Pre-encapsulation materials mentioned in the step i) preferably comprise high amylase starch, inulin, maltodextrin and cellulose acetate phthalate components.

In the i) process step, the inulin component preferably comprises a high amylase content starch in the pre-encapsulation in the range of from 1 to 10% by weight, an inulin component in the range of from 1 to 10% by weight, a maltodextrin component in the range of from 1 to 10% by weight.

The process step i) comprises a cellulose acetate phthalate component in the preencapsulation body, preferably in the range of 0.5% to 5% by weight.

The sterilization processes in the process step i) are carried out at a value in the range of temperatures from 100 to 150°C.

The sunflower oil mentioned in the process step i) is used as a mobile phase component in the system. For encapsulations, the sunflower oil is used partially for stabilizing the surface tension and trapping it in the system.

It is preferred that the inner diameter of the syringe used in the process step of adding to the stabilization solution with the help of the syringe mentioned in the process step i) is preferably 100 mm. Preferably, the pre-encapsulation material with the syringe from a height of 0.7 meters will be dripped into the stabilization solution prepared in the magnetic stirrer, while the stirring process is applied at +4°C and a value in the range of 500 to 1500 rpm by means of the magnetic stirrer during dripping. The chocolate solution preparation process in the process step ii) includes the water and the PBS components together. Preferably, the pH value of the obtained water-PBS- chocolate solution is in the range of 7 to 7.5.

In the process step ii), the chocolate solution is added so that the pre- encapsulation/chocolate solution is in the range of 1/5 to 1/15 (g/ml) according to the preencapsulations obtained in the process step ii). In order to be more descriptive, the value expressed here may be in the range of 50 ml to 150 ml of the chocolate solution used if the pre-encapsulation value is 10 g.

In the invention, in the process step ii) in the freeze-drying process, 1% by weight of cryopectane sorbitol will be added. The object of the addition of cryopectane sorbitol is to ensure that the microencapsulations formed do not deteriorate during the freeze-drying phase, do not open and do not lose their cell viability due to osmotic pressure.

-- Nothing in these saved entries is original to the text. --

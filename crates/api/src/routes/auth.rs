use axum::extract::rejection::JsonRejection;
use axum::{extract::State, routing::post, Json, Router};
use axum_extra::extract::cookie::{Cookie, CookieJar, SameSite};
use folio_core::identity::Profile;
use folio_core::services::SignIn;
use serde::Deserialize;
use serde_json::{json, Value};

use crate::error::ApiResult;
use crate::extract::{Session, SESSION_COOKIE};
use crate::state::AppState;

pub fn routes() -> Router<AppState> {
    Router::new()
        .route("/auth/signup", post(sign_up))
        .route("/auth/signin", post(sign_in))
        .route("/auth/signout", post(sign_out))
}

#[derive(Debug, Deserialize)]
struct SignUpBody {
    email: String,
    password: String,
    name: String,
}

#[derive(Debug, Deserialize)]
struct SignInBody {
    email: String,
    password: String,
}

fn session_cookie(value: String) -> Cookie<'static> {
    Cookie::build((SESSION_COOKIE, value))
        .path("/")
        .http_only(true)
        .same_site(SameSite::Lax)
        .build()
}

async fn sign_up(
    State(state): State<AppState>,
    body: Result<Json<SignUpBody>, JsonRejection>,
) -> ApiResult<Json<Value>> {
    let Json(body) = body?;
    let user: Profile = state
        .services()
        .auth
        .sign_up(&body.email, &body.password, &body.name)
        .await?;
    Ok(Json(json!({ "user": user })))
}

async fn sign_in(
    State(state): State<AppState>,
    jar: CookieJar,
    body: Result<Json<SignInBody>, JsonRejection>,
) -> ApiResult<(CookieJar, Json<SignIn>)> {
    let Json(body) = body?;
    let signed_in = state
        .services()
        .auth
        .sign_in(&body.email, &body.password)
        .await?;
    let jar = jar.add(session_cookie(signed_in.session.access_token.clone()));
    Ok((jar, Json(signed_in)))
}

async fn sign_out(
    State(state): State<AppState>,
    session: Session,
    jar: CookieJar,
) -> ApiResult<(CookieJar, Json<Value>)> {
    state.services().auth.sign_out(session.id).await?;
    let jar = jar.remove(session_cookie(String::new()));
    Ok((jar, Json(json!({ "status": "signed out" }))))
}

The encapsulation obtained by the application of process steps i) and ii) has a particle diameter of 1 to 500 micrometers. In this respect, the encapsulation with a very low particle size diameter can be obtained in the present invention.

With the components contained in the encapsulation of the invention and the method of encapsulation of probiotic microorganisms, probiotic microorganisms can be eliminated with probiotic microorganisms by both making them resistant to external conditions and providing controlled release ability; i) forming a high level of colony in the human body without being affected by the gastrointestinal system conditions ii) providing maximum probiotic viability in the food processing process and qualification of various foods with probiotics iii) disposing the substances called acrylamide and ochratoxin A in the food can be achieved with probiotic microorganisms.

The scope of protection of the invention is specified in the attached claims and cannot be limited to those explained for sampling purposes in this detailed description. It is evident that a person skilled in the art may exhibit similar embodiments in light of above-mentioned facts without drifting apart from the main theme of the invention.